Scan the entries below for the word "enum". Copy each line that has it.
________________
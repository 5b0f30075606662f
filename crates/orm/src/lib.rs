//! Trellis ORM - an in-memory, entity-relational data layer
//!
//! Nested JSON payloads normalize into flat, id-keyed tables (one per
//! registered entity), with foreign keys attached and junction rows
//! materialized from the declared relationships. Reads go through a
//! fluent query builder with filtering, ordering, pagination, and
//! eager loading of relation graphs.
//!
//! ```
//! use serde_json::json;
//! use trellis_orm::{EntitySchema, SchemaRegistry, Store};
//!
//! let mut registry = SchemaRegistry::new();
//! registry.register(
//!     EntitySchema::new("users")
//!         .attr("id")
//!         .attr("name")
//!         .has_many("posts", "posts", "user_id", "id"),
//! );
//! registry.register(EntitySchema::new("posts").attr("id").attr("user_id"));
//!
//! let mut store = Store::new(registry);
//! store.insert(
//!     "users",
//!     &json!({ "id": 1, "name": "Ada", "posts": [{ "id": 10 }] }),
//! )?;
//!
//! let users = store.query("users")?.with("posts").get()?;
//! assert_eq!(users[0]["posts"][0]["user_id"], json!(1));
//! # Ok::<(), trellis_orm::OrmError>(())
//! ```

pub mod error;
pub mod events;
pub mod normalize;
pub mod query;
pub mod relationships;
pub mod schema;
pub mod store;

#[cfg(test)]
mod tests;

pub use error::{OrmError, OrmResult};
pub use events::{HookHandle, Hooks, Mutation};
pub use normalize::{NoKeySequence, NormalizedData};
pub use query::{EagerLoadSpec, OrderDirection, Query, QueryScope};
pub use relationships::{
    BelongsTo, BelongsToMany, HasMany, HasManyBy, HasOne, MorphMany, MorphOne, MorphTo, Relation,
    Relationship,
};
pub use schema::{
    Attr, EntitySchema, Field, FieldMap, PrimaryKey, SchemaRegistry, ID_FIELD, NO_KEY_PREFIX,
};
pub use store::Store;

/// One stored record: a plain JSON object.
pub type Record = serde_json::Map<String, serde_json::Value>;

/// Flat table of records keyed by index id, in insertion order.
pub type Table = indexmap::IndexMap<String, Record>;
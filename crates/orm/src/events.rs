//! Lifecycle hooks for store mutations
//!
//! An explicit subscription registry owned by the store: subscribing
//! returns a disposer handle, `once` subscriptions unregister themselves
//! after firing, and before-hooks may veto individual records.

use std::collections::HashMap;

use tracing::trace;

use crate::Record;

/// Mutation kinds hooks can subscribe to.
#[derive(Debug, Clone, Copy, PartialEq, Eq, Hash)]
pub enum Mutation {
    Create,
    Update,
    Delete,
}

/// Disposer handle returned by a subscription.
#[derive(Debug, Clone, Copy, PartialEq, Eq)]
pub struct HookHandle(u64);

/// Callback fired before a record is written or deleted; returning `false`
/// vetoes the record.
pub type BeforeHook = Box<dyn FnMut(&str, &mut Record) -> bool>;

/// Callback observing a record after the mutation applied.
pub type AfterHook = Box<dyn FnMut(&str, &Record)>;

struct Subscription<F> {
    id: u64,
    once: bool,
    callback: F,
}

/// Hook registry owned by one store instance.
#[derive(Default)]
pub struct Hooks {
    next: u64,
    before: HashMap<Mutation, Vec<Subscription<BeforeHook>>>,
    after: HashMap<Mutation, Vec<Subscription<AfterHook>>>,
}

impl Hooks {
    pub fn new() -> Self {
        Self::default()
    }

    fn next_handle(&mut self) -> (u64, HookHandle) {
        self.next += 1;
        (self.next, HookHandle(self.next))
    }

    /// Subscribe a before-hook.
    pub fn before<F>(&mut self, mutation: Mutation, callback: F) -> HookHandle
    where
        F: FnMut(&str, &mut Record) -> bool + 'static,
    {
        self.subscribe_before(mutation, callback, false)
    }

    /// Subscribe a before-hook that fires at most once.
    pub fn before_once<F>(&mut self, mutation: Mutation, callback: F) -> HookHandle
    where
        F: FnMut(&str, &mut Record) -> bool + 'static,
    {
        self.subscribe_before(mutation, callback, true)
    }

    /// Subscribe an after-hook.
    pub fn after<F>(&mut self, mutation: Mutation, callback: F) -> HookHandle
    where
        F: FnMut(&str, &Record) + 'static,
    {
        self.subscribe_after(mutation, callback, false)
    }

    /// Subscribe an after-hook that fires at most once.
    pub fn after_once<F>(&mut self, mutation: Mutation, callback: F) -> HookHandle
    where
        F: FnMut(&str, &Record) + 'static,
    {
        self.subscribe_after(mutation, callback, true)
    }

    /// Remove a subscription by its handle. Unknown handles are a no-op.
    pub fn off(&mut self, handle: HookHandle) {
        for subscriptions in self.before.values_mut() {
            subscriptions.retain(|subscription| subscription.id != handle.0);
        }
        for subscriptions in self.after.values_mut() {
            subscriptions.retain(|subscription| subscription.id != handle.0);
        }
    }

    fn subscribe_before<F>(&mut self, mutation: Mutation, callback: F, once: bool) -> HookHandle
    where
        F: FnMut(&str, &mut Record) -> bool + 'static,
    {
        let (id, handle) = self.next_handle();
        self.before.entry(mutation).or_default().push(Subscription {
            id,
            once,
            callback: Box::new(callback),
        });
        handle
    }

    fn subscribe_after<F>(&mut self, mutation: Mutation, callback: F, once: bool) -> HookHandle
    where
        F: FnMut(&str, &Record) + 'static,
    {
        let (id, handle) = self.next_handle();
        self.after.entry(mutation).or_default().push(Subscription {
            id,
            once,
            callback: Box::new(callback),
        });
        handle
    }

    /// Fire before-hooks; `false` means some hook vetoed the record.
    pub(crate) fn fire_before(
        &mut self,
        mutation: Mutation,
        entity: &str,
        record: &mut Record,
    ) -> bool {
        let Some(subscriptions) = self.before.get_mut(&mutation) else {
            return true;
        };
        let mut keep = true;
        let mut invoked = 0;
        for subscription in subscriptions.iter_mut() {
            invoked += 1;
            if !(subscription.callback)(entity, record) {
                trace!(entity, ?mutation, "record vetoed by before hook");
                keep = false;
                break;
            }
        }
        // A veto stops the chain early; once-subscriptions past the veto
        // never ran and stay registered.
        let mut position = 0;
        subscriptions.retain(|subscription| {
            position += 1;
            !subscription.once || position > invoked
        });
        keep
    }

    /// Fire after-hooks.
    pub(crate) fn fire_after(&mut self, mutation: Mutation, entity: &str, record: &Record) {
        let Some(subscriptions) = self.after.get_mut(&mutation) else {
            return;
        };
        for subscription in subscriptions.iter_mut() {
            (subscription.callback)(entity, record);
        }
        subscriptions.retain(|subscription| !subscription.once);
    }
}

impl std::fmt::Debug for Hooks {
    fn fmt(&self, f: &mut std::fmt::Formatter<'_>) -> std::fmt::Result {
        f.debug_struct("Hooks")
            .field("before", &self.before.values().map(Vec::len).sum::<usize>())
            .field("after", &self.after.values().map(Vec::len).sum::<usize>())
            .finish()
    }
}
________________
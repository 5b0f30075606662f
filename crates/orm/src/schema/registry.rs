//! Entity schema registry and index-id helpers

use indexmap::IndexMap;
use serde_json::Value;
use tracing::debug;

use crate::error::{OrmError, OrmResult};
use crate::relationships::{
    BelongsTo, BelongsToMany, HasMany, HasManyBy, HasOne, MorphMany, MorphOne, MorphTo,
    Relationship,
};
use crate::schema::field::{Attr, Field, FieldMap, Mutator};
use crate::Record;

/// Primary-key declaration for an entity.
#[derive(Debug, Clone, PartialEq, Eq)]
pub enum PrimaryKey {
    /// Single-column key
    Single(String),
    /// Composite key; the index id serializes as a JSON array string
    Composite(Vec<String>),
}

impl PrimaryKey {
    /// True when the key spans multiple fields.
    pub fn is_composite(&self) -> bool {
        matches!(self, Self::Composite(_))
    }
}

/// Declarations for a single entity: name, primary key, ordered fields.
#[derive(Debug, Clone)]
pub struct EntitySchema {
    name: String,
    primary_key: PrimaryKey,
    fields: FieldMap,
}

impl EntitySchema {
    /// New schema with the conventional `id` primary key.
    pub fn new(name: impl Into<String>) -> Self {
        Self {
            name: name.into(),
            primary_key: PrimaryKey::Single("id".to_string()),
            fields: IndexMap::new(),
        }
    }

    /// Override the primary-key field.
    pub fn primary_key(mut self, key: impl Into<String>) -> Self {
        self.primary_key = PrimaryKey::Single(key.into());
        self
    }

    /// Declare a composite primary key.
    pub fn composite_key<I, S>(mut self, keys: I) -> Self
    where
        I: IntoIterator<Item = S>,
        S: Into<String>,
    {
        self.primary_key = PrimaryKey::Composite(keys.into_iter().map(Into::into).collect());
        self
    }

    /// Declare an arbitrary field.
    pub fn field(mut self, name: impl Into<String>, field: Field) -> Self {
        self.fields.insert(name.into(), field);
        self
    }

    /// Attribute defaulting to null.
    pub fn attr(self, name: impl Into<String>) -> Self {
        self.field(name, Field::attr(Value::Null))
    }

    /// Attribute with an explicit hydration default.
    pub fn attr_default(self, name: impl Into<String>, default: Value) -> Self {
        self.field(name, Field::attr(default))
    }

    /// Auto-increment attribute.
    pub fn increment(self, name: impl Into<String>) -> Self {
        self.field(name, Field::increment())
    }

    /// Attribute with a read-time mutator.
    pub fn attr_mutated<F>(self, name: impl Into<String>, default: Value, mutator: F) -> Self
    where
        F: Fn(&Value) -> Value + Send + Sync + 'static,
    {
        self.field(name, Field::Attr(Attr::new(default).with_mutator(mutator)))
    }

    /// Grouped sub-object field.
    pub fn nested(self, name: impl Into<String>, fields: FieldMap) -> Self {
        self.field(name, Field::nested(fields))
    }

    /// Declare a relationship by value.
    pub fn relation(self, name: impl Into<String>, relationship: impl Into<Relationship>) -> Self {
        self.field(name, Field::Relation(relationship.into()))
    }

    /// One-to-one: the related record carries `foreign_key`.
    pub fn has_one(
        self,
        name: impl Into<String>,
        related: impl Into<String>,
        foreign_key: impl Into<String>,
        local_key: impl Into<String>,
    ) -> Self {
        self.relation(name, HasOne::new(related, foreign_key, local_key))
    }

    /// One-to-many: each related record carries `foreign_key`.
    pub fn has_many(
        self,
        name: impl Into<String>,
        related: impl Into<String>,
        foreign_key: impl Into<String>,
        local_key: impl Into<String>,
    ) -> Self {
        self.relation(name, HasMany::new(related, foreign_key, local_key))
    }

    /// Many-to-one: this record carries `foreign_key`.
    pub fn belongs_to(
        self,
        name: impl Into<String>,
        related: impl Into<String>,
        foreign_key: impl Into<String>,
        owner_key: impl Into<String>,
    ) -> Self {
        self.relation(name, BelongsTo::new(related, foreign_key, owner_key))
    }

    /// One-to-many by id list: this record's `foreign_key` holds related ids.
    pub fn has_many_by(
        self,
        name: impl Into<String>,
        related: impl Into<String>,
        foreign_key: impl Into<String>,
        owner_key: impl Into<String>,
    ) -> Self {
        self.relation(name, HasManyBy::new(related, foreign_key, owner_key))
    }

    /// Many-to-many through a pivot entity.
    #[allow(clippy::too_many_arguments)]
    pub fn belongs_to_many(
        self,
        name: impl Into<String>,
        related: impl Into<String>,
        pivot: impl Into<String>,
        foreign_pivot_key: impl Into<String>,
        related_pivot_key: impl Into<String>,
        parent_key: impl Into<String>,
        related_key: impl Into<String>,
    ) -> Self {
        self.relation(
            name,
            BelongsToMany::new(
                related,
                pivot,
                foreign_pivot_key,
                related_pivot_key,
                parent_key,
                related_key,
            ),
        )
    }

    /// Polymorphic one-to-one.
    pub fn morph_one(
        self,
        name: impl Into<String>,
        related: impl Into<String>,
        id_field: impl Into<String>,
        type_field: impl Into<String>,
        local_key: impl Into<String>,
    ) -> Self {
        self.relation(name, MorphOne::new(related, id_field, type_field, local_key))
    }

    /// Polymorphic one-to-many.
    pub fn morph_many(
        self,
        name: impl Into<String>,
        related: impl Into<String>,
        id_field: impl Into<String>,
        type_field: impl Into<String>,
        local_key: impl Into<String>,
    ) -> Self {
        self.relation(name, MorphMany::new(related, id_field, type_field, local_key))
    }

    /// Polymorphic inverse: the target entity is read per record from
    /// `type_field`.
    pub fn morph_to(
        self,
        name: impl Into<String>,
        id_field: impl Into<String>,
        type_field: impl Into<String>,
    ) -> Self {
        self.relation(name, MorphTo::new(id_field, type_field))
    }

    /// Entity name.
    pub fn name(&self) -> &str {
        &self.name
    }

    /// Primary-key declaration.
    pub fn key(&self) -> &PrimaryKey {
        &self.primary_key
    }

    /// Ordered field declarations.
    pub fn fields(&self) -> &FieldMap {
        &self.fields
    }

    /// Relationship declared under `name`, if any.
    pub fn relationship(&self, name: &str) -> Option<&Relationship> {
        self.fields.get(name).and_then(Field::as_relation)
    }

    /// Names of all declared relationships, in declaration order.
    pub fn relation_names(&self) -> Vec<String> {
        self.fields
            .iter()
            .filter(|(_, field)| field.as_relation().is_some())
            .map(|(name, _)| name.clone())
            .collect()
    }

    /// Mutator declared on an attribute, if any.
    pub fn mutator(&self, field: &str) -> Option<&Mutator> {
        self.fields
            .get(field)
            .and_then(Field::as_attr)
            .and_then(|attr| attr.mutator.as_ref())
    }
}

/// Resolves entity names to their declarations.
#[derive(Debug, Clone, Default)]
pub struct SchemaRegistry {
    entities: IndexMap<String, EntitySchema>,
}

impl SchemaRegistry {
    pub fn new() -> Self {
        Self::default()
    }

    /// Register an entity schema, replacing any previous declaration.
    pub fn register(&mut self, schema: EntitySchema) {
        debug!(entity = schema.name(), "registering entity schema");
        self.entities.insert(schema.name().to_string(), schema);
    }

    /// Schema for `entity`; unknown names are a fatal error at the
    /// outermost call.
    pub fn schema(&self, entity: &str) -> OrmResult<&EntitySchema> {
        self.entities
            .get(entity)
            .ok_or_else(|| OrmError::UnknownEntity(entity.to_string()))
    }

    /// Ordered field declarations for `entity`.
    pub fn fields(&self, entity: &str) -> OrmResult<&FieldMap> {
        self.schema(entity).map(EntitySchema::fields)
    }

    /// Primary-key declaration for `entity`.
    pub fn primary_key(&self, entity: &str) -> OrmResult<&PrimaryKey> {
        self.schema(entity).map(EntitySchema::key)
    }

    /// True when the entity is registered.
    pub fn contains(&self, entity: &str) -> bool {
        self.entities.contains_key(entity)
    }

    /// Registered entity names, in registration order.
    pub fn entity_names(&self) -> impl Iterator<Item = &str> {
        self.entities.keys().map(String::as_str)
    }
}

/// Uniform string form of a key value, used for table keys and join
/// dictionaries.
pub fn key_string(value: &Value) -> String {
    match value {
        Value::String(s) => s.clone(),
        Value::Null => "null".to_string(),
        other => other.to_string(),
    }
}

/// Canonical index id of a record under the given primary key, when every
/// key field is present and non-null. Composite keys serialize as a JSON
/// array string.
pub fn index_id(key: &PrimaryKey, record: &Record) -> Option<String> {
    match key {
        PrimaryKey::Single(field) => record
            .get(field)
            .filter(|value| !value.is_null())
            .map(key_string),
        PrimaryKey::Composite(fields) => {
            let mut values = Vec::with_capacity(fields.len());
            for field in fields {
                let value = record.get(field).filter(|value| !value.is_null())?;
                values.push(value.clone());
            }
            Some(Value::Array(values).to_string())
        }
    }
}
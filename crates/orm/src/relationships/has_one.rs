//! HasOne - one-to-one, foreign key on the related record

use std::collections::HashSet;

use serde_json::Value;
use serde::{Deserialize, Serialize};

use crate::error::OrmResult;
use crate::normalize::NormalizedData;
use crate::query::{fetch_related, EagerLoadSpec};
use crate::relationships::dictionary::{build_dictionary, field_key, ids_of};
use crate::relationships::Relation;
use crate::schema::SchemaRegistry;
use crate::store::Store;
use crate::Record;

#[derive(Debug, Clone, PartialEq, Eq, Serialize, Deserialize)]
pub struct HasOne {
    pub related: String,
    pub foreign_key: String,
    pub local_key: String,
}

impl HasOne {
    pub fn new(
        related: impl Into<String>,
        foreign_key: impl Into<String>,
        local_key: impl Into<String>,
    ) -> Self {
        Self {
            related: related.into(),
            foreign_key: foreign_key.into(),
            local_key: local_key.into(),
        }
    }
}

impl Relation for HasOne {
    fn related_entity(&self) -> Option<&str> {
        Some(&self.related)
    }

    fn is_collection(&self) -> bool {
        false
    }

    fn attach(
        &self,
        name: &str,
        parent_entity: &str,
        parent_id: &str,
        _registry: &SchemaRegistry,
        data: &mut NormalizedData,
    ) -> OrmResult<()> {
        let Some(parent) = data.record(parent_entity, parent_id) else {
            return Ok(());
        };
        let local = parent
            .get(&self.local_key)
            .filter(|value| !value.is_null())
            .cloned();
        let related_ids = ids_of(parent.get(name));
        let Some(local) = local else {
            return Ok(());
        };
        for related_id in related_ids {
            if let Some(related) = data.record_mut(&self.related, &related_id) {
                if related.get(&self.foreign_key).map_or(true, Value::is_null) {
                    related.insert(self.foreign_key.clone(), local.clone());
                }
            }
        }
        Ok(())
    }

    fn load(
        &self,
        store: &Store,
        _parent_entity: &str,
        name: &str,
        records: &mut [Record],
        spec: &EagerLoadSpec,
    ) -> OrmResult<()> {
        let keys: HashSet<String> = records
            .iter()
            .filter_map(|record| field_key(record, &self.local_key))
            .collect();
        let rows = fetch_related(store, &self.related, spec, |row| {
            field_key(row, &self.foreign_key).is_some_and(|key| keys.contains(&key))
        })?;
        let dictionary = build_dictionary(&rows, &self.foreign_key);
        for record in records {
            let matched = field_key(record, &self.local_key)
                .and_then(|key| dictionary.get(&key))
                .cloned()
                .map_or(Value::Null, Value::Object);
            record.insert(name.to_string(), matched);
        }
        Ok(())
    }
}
________________
→ Solved problem:
pub enum Mutation {
pub enum PrimaryKey {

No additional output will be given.